(Collected data)
____________

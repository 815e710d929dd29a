//! Durable channel between the write path and the index consumer.
//!
//! Envelopes are opaque bytes here. The publisher writes them through an
//! [`EnvelopeSink`], the consumer reads them from an [`EnvelopeSource`] one at
//! a time and settles each delivery with `ack` or `nack` before fetching the
//! next.

mod connection;
mod kafka;
mod memory;

pub use connection::{ChannelConnection, ConnectionState, Connector, ReconnectPolicy};
pub use kafka::{KafkaConfig, KafkaSink, KafkaSinkConnector, KafkaSource, KafkaSourceConnector};
pub use memory::{MemoryChannel, MemoryConnector};

use async_trait::async_trait;

use crate::errors::ChannelError;
use plan_indexer_shared::Operation;

/// Broker position of a delivery, used to settle it.
#[derive(Debug, Clone, Copy, PartialEq, Eq)]
pub struct DeliveryTag {
    pub partition: i32,
    pub offset: i64,
}

/// A message handed to the consumer.
#[derive(Debug, Clone, PartialEq)]
pub struct Delivery {
    pub tag: DeliveryTag,
    pub payload: Vec<u8>,
}

/// Publisher side of the channel.
#[async_trait]
pub trait EnvelopeSink: Send + Sync {
    /// Write one message durably.
    ///
    /// Returns once the broker has confirmed the write. `key` groups messages
    /// of the same entity.
    async fn send(
        &self,
        key: Option<&str>,
        payload: &[u8],
        operation: Operation,
    ) -> Result<bool, ChannelError>;
}

/// Consumer side of the channel. At most one delivery is in flight.
#[async_trait]
pub trait EnvelopeSource: Send + Sync {
    /// Wait for the next message. `None` means the channel was closed.
    async fn fetch(&self) -> Result<Option<Delivery>, ChannelError>;

    /// Settle a delivery as processed; it is never delivered again.
    async fn ack(&self, tag: DeliveryTag) -> Result<(), ChannelError>;

    /// Reject a delivery without requeue; it is discarded.
    async fn nack(&self, tag: DeliveryTag) -> Result<(), ChannelError>;
}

____________

#### Instructions to follow
Only the number is required: state how many lines of the entries hold the word "side".

#### Written response
2